The two lives of Edward Thache
RESEARCHERS STILL TRYING TO UNDERSTAND THE MYTHIC FIGURE BLACKBEARD
Late in 1706, in the Jamaican village of Port Royal, a British navy seaman whose ship was moored in the harbour received word that his father had died elsewhere on the island.
Edward Thache was the 20-something son of a moneyed Englishman who had sailed his family to the Caribbean two decades earlier to farm sugar and own land and slaves. Now Thache was presented with a fateful choice. He could abandon his budding naval career to manage his father’s estate in Spanish Town, a major colonial settlement — or forsake that inheritance and keep serving the Crown.
On board HMS Windsor, Thache signed the land over to his stepmother, Lucretia, writing that he hoped she could take care of his beloved siblings.
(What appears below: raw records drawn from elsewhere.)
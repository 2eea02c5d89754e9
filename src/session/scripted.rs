//! In-memory fetch session for tests
//!
//! Pages are looked up by exact URL. Unknown URLs load as an empty 404 page,
//! which is how the target site answers past the end of a listing.

use crate::session::{
    Document, FetchError, FetchSession, NavigateOptions, SessionFactory, WaitOutcome,
};
use async_trait::async_trait;
use std::collections::HashMap;
use std::sync::{Arc, Mutex};
use std::time::Duration;
use url::Url;

#[derive(Debug, Clone)]
pub(crate) enum Scripted {
    Page(String),
    Timeout,
}

#[derive(Debug, Default)]
struct LogState {
    navigations: Vec<String>,
    opened: u32,
    closed: u32,
    live: u32,
    max_live: u32,
}

/// Shared record of what the sessions of one factory did
#[derive(Debug, Clone, Default)]
pub(crate) struct ScriptLog(Arc<Mutex<LogState>>);

impl ScriptLog {
    pub(crate) fn navigations(&self) -> Vec<String> {
        self.0.lock().unwrap().navigations.clone()
    }

    /// Number of navigations whose URL starts with `prefix`
    pub(crate) fn visits(&self, prefix: &str) -> usize {
        self.0
            .lock()
            .unwrap()
            .navigations
            .iter()
            .filter(|url| url.starts_with(prefix))
            .count()
    }

    pub(crate) fn opened(&self) -> u32 {
        self.0.lock().unwrap().opened
    }

    pub(crate) fn closed(&self) -> u32 {
        self.0.lock().unwrap().closed
    }

    pub(crate) fn live(&self) -> u32 {
        self.0.lock().unwrap().live
    }

    pub(crate) fn max_live(&self) -> u32 {
        self.0.lock().unwrap().max_live
    }

    fn record_navigation(&self, url: &str) {
        self.0.lock().unwrap().navigations.push(url.to_string());
    }

    fn record_open(&self) {
        let mut state = self.0.lock().unwrap();
        state.opened += 1;
        state.live += 1;
        state.max_live = state.max_live.max(state.live);
    }

    fn record_close(&self) {
        let mut state = self.0.lock().unwrap();
        state.closed += 1;
        state.live -= 1;
    }
}

pub(crate) struct ScriptedFactory {
    pages: Arc<HashMap<String, Scripted>>,
    log: ScriptLog,
    fail_open: bool,
}

impl ScriptedFactory {
    pub(crate) fn new() -> Self {
        Self {
            pages: Arc::new(HashMap::new()),
            log: ScriptLog::default(),
            fail_open: false,
        }
    }

    pub(crate) fn with_page(mut self, url: &str, html: impl Into<String>) -> Self {
        Arc::make_mut(&mut self.pages).insert(url.to_string(), Scripted::Page(html.into()));
        self
    }

    pub(crate) fn with_timeout(mut self, url: &str) -> Self {
        Arc::make_mut(&mut self.pages).insert(url.to_string(), Scripted::Timeout);
        self
    }

    pub(crate) fn failing_open(mut self) -> Self {
        self.fail_open = true;
        self
    }

    pub(crate) fn log(&self) -> ScriptLog {
        self.log.clone()
    }

    /// Opens a session outside of any manager
    pub(crate) fn session(&self) -> ScriptedSession {
        self.log.record_open();
        ScriptedSession {
            pages: Arc::clone(&self.pages),
            log: self.log.clone(),
            open: true,
        }
    }
}

#[async_trait]
impl SessionFactory for ScriptedFactory {
    type Session = ScriptedSession;

    async fn open(&self) -> Result<ScriptedSession, FetchError> {
        if self.fail_open {
            return Err(FetchError::Open("scripted failure".to_string()));
        }
        Ok(self.session())
    }
}

pub(crate) struct ScriptedSession {
    pages: Arc<HashMap<String, Scripted>>,
    log: ScriptLog,
    open: bool,
}

#[async_trait]
impl FetchSession for ScriptedSession {
    async fn navigate(
        &mut self,
        url: &str,
        options: &NavigateOptions,
    ) -> Result<Document, FetchError> {
        self.log.record_navigation(url);
        if !self.open {
            return Err(FetchError::Closed);
        }
        let parsed = Url::parse(url).map_err(|e| FetchError::InvalidUrl {
            url: url.to_string(),
            message: e.to_string(),
        })?;

        match self.pages.get(url) {
            Some(Scripted::Page(html)) => Ok(Document::new(parsed, 200, html.clone())),
            Some(Scripted::Timeout) => Err(FetchError::Timeout {
                url: url.to_string(),
                timeout: options.timeout,
            }),
            None => Ok(Document::new(parsed, 404, "<html><body></body></html>")),
        }
    }

    async fn wait_for_condition(
        &mut self,
        document: Document,
        condition: &(dyn for<'d> Fn(&'d Document) -> bool + Send + Sync),
        _timeout: Duration,
    ) -> Result<WaitOutcome, FetchError> {
        if condition(&document) {
            Ok(WaitOutcome::Satisfied(document))
        } else {
            Ok(WaitOutcome::TimedOut(document))
        }
    }

    async fn close(&mut self) -> Result<(), FetchError> {
        if self.open {
            self.open = false;
            self.log.record_close();
        }
        Ok(())
    }
}

/// Markup for a fan page listing `users`
pub(crate) fn fan_page(users: &[String]) -> String {
    let items: String = users
        .iter()
        .map(|user| {
            format!(
                r#"<li class="film-detail"><a class="avatar" href="/{}/"><img></a></li>"#,
                user
            )
        })
        .collect();
    format!("<html><body><ul>{}</ul></body></html>", items)
}

/// `count` distinct user names prefixed with `prefix`
pub(crate) fn users(prefix: &str, count: usize) -> Vec<String> {
    (0..count).map(|i| format!("{}-{}", prefix, i)).collect()
}

/// Markup for a catalog listing page of `films` (name, slug) pairs
pub(crate) fn listing_page(films: &[(String, String)]) -> String {
    let items: String = films
        .iter()
        .map(|(name, slug)| {
            format!(
                r#"<li class="listitem poster-container" data-average-rating="3.9">
                    <div data-film-name="{name}"><img src="/posters/{slug}.jpg"></div>
                    <a class="frame" href="/film/{slug}/">{name}</a>
                </li>"#,
                name = name,
                slug = slug
            )
        })
        .collect();
    format!("<html><body><ul>{}</ul></body></html>", items)
}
With a few pen strokes, Thache made clear his burning desire to remain on the ship.
“I think he fell in love with the sea,” said Baylus Brooks, an American maritime historian.
Three hundred years after his death in battle on Nov. 22, 1718, researchers are still trying to understand the life story of Edward Thache, the family man and mariner behind the mythic figure of Blackbeard — the pirate, thanks to Hollywood, remembered today as the marauder who roved the Atlantic.
Little was known about Blackbeard’s upbringing or his path into piracy until a few years ago, when Brooks, combing online ancestral records to investigate the pirate’s lineage, suggested that the Thache who renounced his namesake father’s property went on to become, a decade later, the unshaven, red-coated menace referenced in films and TV series.
Brooks’ research indicates that the Thache family set out for Jamaica from the English city of Bristol in the mid-1680s, meaning Thache was raised there from the age of four or five.
He believes Thache was working as a mariner in Kingston or Port Royal by 1699, when, burial documents show, his mother Elizabeth passed away. Around that time Thache had a daughter he named Elizabeth, whom he soon sent to live with his father Edward and new stepmother on the estate.
Thache joined the British navy in April 1706. Seduced by the sea, he relinquished control of the estate to stay with the navy and was subsequently embroiled in Queen Anne’s War, where Britain fought France for North American territories. When Britain won the war in 1713, the nobleman from old wealth began to shape-shift into Blackbeard.
Brooks believes Thache likely left the navy after the war and sought work as a mariner on a slave ship.
Within a few years, he realized another calling would be far more lucrative.
In 1715, 11 Spanish ships carrying untold quantities of silver capsized in a hurricane, scattering the treasure on the coast of Florida.
English seamen and privateers — many of whom, like Thache, had lost their chief aim in life when the war ended — quickly converged on the wreckage for “a oncein-a-lifetime opportunity to strike it rich,” as Trent University history professor Arne Bialuschewski described the raid in an email. We don’t know what impelled Thache to turn criminal in the years following the war.
Angus Konstam, a pirate expert from Scotland, said Thache’s literacy and ability to navigate a ship would have proved essential in the transition: “These are skills that mean you need to be quite an experienced mariner.”
Konstam said the first evidence tying Thache to piracy dates to late 1716, when a ship commander reported Thache had stopped him from crossing through a passage north of Jamaica. In 1717, a captain who found himself in a similar shakedown introduced to the historical record a new nickname for his accoster: Blackbeard.
In an era where most pirates were clean-shaven, Blackbeard grew his facial hair unusually long to intimidate his marks.
It was a perilous time for anyone to sail the Atlantic: storms, diseases and pirates were in danger of dying at the hand of an armed merchant ship. Remarkably, Blackbeard never killed anyone during his looting days, so easily convinced were the vessels he targeted to surrender before things got violent.
“If you wanted to mug somebody on the streets of New York, it’s much better if they give up their wallet and their phone without a fight,” Konstam said. Blackbeard, he said, was a “bit of a pussycat — but he looks scary.”
If two life-altering decisions did in fact set Thache on course to becoming Blackbeard, he never survived to confirm this.
Three hundred years ago Thursday, Blackbeard was killed and beheaded during a skirmish with sailors from Virginia. The governor of the colony, Alexander Spotswood, was displeased the pirate and his men had been spotted in nearby waters.
The sailors, led by British navy lieutenant Robert Maynard, ambushed Blackbeard at Ocracoke Island off North Carolina. His piracy career had lasted all of two years.
Several men on either side died, but Maynard sailed away unscathed with Blackbeard’s head on the bowsprit of his ship, unaware of the surprising legacy his slain foe would develop.
“He’s the face of piracy,” Konstam said. “Anyone who imagines a pirate, they close their eyes and picture Blackbeard.”
Edward Thache — “the face of piracy,” according to expert Agnus Konstam — faces a career-ending ambush, as illustrated in this 1920 painting by Jean Leon Gerome Ferris: Capture of the Pirate, Blackbeard 1718.